Braunfels The Birds (After Aristophanes)

The live broadcast of Brauenfels’ The Birds is being streamed free at 6 pm CET (Munich time) today. Brauenfels was one of those composers who fell foul of the nazi regime as he was half jewish and after 1933 his music was banned. After the war he fell out of fashion as not being avant garde enough. Before he was banned he was as famous as Richard Strauss.

The link is here. The broadcast has been brought forward because all theatres in Germany have to close after Monday and all remaining performances have been cancelled. If you can’t watch the live stream you can buy a ticket to watch it for 30 days for 9.90 Euros.

The link is here:

https://www.staatsoper.de/en/tv.html?no_cache=1#c18431

This is the description from the web site:

“It has literally come to be – the “cloud-cuckoo-land” of Aristophanes’s ancient comedy, The Birds. With unprecedented hubris the birds believe they are the Gods’ equal and can build their own powerful state, which will practically starve the Gods. How mistaken they are – at once foolhardy and ridiculously risible, with a tragic end for the rebels. The world premiere of his adaptation of the ancient material in Munich in 1920 was a huge breakthrough for composer Walter Braunfels. An enormous success, followed in Munich alone by fifty performances! His version is idiosyncratic and stand-alone – Braunfels adds a deeply romantic aspect to the piece, while remaining true to the comedy. He not only understands the new polity of the birds in political terms; he also does so artistically and lyrically. The new state’s failure is attributed to both a lust for power and a misplaced idealisation. The ancient myth is reflected in the sorrowful experiences of a world of yesterday. For Braunfels the ruins of the First World War are visible signs all around of the both political and spiritual decay – his opera is a final emphatic uprising against the fragmentation of the present. One hundred years later the work’s first new production now follows at the point of its world premiere.”

The director of the opera Frank Castorf is a famous theatre director. I saw his ring in Bayreuth which was of course hugely controversial but subsequently much admired.

I first heard this music when Decca records started a series called “Entartete Musik” “degenerate music” featuring music banned by the nazis either because the composers were Jewish or because they deemed them too modern. The music is very romantic and beautiful and has much in common with Strauss although there is an individual voice here.

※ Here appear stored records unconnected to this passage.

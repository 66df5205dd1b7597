//! Canonical forms and their encodings.

use super::colored::ColoredGraph;
use crate::formats::{BitReader, BitWriter};
use crate::primitives::{MAX_CANON_LABEL, MAX_CANON_NODES, MAX_LABEL_BITS, MAX_VERTEX_BITS};
use crate::IndexError;
use base64::Engine as _;
use base64::engine::general_purpose::STANDARD;
use serde::{Deserialize, Serialize};
use std::fmt;
use std::hash::{Hash, Hasher};

/// Bits needed to address one of `n` nodes: `ceil(log2(n))`, zero for `n <= 1`.
#[must_use]
pub fn vertex_bits(n: usize) -> u32 {
    if n <= 1 {
        0
    } else {
        usize::BITS - (n - 1).leading_zeros()
    }
}

// =============================================================================
// CORE HASH
// =============================================================================

/// The binary canonical encoding of a core, used as its identity.
#[derive(Debug, Clone, PartialEq, Eq, PartialOrd, Ord, Hash, Serialize, Deserialize)]
pub struct CoreHash(Vec<u8>);

impl CoreHash {
    /// Raw encoded bytes.
    #[must_use]
    pub fn as_bytes(&self) -> &[u8] {
        &self.0
    }

    /// Standard Base64 rendering.
    #[must_use]
    pub fn to_base64(&self) -> String {
        STANDARD.encode(&self.0)
    }

    /// Parse a Base64 rendering.
    pub fn from_base64(text: &str) -> Result<Self, IndexError> {
        STANDARD
            .decode(text.trim())
            .map(Self)
            .map_err(|e| IndexError::Serialization(format!("invalid base64 core: {}", e)))
    }
}

impl fmt::Display for CoreHash {
    fn fmt(&self, f: &mut fmt::Formatter<'_>) -> fmt::Result {
        f.write_str(&self.to_base64())
    }
}

// =============================================================================
// CANONICAL FORM
// =============================================================================

/// A graph in canonical vertex numbering.
///
/// The binary encoding is computed once at construction; equality and
/// hashing use it exclusively.
#[derive(Debug, Clone)]
pub struct CanonForm {
    source: u32,
    target: u32,
    /// `(label id, node count)`, ascending by label id.
    labels: Vec<(u32, u32)>,
    /// Sorted out-neighbours per canonical position.
    graph: Vec<Vec<u32>>,
    binary: CoreHash,
}

impl CanonForm {
    /// Assemble a form from parts already in canonical numbering.
    ///
    /// Rows are sorted here. Fails with `IndexError::EncodingLimit` when the
    /// form does not fit the fixed binary field widths.
    pub fn from_parts(
        source: u32,
        target: u32,
        labels: Vec<(u32, u32)>,
        mut graph: Vec<Vec<u32>>,
    ) -> Result<Self, IndexError> {
        for row in &mut graph {
            row.sort_unstable();
        }
        let binary = encode(source, target, &labels, &graph)?;
        Ok(Self {
            source,
            target,
            labels,
            graph,
            binary,
        })
    }

    /// Apply an oracle relabeling to a colored graph.
    ///
    /// `relabeling[i]` is the original node placed at canonical position `i`.
    pub fn from_labeling(graph: &ColoredGraph, relabeling: &[u32]) -> Result<Self, IndexError> {
        let n = graph.node_count();
        if relabeling.len() != n {
            return Err(IndexError::OracleFailure(format!(
                "relabeling has {} entries for {} nodes",
                relabeling.len(),
                n
            )));
        }

        let mut inverse = vec![u32::MAX; n];
        for (position, &node) in relabeling.iter().enumerate() {
            let slot = inverse.get_mut(node as usize).ok_or_else(|| {
                IndexError::OracleFailure(format!("relabeling names unknown node {}", node))
            })?;
            if *slot != u32::MAX {
                return Err(IndexError::OracleFailure(format!(
                    "relabeling places node {} twice",
                    node
                )));
            }
            *slot = position as u32;
        }

        let adjacency = graph.adjacency();
        let rows = relabeling
            .iter()
            .map(|&node| {
                adjacency[node as usize]
                    .iter()
                    .map(|&neighbour| inverse[neighbour as usize])
                    .collect()
            })
            .collect();

        Self::from_parts(
            inverse[graph.source() as usize],
            inverse[graph.target() as usize],
            graph.label_counts().collect(),
            rows,
        )
    }

    /// Decode a binary canonical form.
    pub fn from_binary(bytes: &[u8]) -> Result<Self, IndexError> {
        let mut reader = BitReader::new(bytes);
        let n = reader.read(MAX_VERTEX_BITS)? as usize;
        let vb = vertex_bits(n);

        let source = reader.read(vb)?;
        let target = reader.read(vb)?;

        let label_classes = reader.read(MAX_LABEL_BITS)?;
        let mut labels = Vec::with_capacity(label_classes as usize);
        for _ in 0..label_classes {
            let label = reader.read(MAX_LABEL_BITS)?;
            let count = reader.read(vb)?;
            labels.push((label, count));
        }

        let mut graph = Vec::with_capacity(n);
        for _ in 0..n {
            let degree = reader.read(vb)?;
            let row = (0..degree)
                .map(|_| reader.read(vb))
                .collect::<Result<Vec<_>, _>>()?;
            graph.push(row);
        }

        if reader.remaining() >= 8 {
            return Err(IndexError::Serialization(format!(
                "{} trailing bits after canonical form",
                reader.remaining()
            )));
        }

        Self::from_parts(source, target, labels, graph)
    }

    /// Canonical source position.
    #[must_use]
    pub fn source(&self) -> u32 {
        self.source
    }

    /// Canonical target position.
    #[must_use]
    pub fn target(&self) -> u32 {
        self.target
    }

    /// `(label id, count)` pairs.
    #[must_use]
    pub fn labels(&self) -> &[(u32, u32)] {
        &self.labels
    }

    /// Sorted adjacency rows.
    #[must_use]
    pub fn graph(&self) -> &[Vec<u32>] {
        &self.graph
    }

    /// The binary encoding as a hash key.
    #[must_use]
    pub fn core_hash(&self) -> &CoreHash {
        &self.binary
    }

    /// Consume the form, keeping only its hash.
    #[must_use]
    pub fn into_hash(self) -> CoreHash {
        self.binary
    }

    /// The binary encoding.
    #[must_use]
    pub fn to_binary_canon(&self) -> &[u8] {
        self.binary.as_bytes()
    }

    /// Base64 of the binary encoding.
    #[must_use]
    pub fn to_base64_canon(&self) -> String {
        self.binary.to_base64()
    }

    /// Diagnostic rendering, e.g. `s=0,t=1,l0=1,e0={2},e1={},e2={1}`.
    #[must_use]
    pub fn to_string_canon(&self) -> String {
        let mut parts = vec![format!("s={}", self.source), format!("t={}", self.target)];
        parts.extend(self.labels.iter().map(|(l, c)| format!("l{}={}", l, c)));
        parts.extend(self.graph.iter().enumerate().map(|(i, row)| {
            let neighbours: Vec<String> = row.iter().map(u32::to_string).collect();
            format!("e{}={{{}}}", i, neighbours.join(","))
        }));
        parts.join(",")
    }
}

impl PartialEq for CanonForm {
    fn eq(&self, other: &Self) -> bool {
        self.binary == other.binary
    }
}

impl Eq for CanonForm {}

impl Hash for CanonForm {
    fn hash<H: Hasher>(&self, state: &mut H) {
        self.binary.hash(state);
    }
}

impl fmt::Display for CanonForm {
    fn fmt(&self, f: &mut fmt::Formatter<'_>) -> fmt::Result {
        f.write_str(&self.to_string_canon())
    }
}

// =============================================================================
// BINARY LAYOUT
// =============================================================================

fn encode(
    source: u32,
    target: u32,
    labels: &[(u32, u32)],
    graph: &[Vec<u32>],
) -> Result<CoreHash, IndexError> {
    let n = graph.len();
    if n > MAX_CANON_NODES {
        return Err(IndexError::EncodingLimit(format!(
            "{} nodes exceed the {}-bit vertex field",
            n, MAX_VERTEX_BITS
        )));
    }
    if labels.len() > MAX_CANON_LABEL as usize {
        return Err(IndexError::EncodingLimit(format!(
            "{} label classes exceed the {}-bit label field",
            labels.len(),
            MAX_LABEL_BITS
        )));
    }
    if let Some((label, _)) = labels.iter().find(|(label, _)| *label > MAX_CANON_LABEL) {
        return Err(IndexError::EncodingLimit(format!(
            "label id {} exceeds {}",
            label, MAX_CANON_LABEL
        )));
    }

    let vb = vertex_bits(n) as usize;
    let edges: usize = graph.iter().map(Vec::len).sum();
    let bits = MAX_VERTEX_BITS as usize
        + 2 * vb
        + MAX_LABEL_BITS as usize
        + labels.len() * (MAX_LABEL_BITS as usize + vb)
        + n * vb
        + edges * vb;

    let vb = vb as u32;
    let mut out = BitWriter::new(bits);
    out.write(n as u32, MAX_VERTEX_BITS)?;
    out.write(source, vb)?;
    out.write(target, vb)?;
    out.write(labels.len() as u32, MAX_LABEL_BITS)?;
    for &(label, count) in labels {
        out.write(label, MAX_LABEL_BITS)?;
        out.write(count, vb)?;
    }
    for row in graph {
        out.write(row.len() as u32, vb)?;
        for &neighbour in row {
            out.write(neighbour, vb)?;
        }
    }

    Ok(CoreHash(out.into_bytes()))
}

// =============================================================================
// TESTS
// =============================================================================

I have never seen the opera and so I am keen to see what it looks like on stage.

First impressions-Busy, busy, busy! That notwithstanding, very enjoyable! I loved the visual allusion to Hitchcock’s “The Birds” as a sort of modern day revolt, even the poster of “The Byrds”, which of course reminded me of the song “Eight Miles High” (in a titanium bird). I was somewhat taken aback to see Hoffegut and Ratefreund in SS uniforms replete with swastikas, not that it was inappropriate to the theme; I just didn’t expect to see it in a post war German opera house.

As Seneca noted, the music is beautiful and I was enchanted by Caroline Wettergreen’s Nachtigall. She even managed to make the abrupt bird-like head movements seem natural.

I haven’t read Aristophanes’ original play, but I notice that Prometheus mentions the scars on his wrists from chafing at his bonds. Catullus also mentions Prometheus’ scars in his “Marriage of Pelias and Thetis” Carmen 64.295. It also turns out that Nachtigall is Procne who slew Ithys (Ithys, mein Sohn, mein Sohn!)in an act of revenge against Tereus, who is later transformed into a Hoopoe (Wiedhopf).

All in all, a very enjoyable afternoon!

Aetos I am glad you enjoyed it. I may post some more on this especially in relationship to Aristophanes but I just wanted to pick up on the point you made about the Nazi uniforms.

Being taken aback is perhaps entirely the result which Castorf desired. He often invites audiences to think about their shared past. Given the associations of Munich to the rise of the Nazi party I guess it was inevitable that somehow it would be introduced. Indeed many regular opera goers would have groaned that this trope is so well worn as to be meaningless. Your reaction gives the lie to this. (A similar reaction by conservative audiences is evoked by the use of machine guns in apparently “ahistorical” settings). Its rationale was of course that any attempts to base a society on an ideology comes with attendant dangers. But further when Braunfels first wrote the opera audiences had a shared experience of defeat and destruction in the First World War. Castorf invites us to view that through a different lens. Its only a small part of the production but quite telling. Just as important was the depiction of looted art which also raises the issue of what is art and how it is valued - something implicit in the Nazi’s exhibition of “Entartete Kunst” which self defeatingly boosted the fame and fortunes of those artists selected for derision.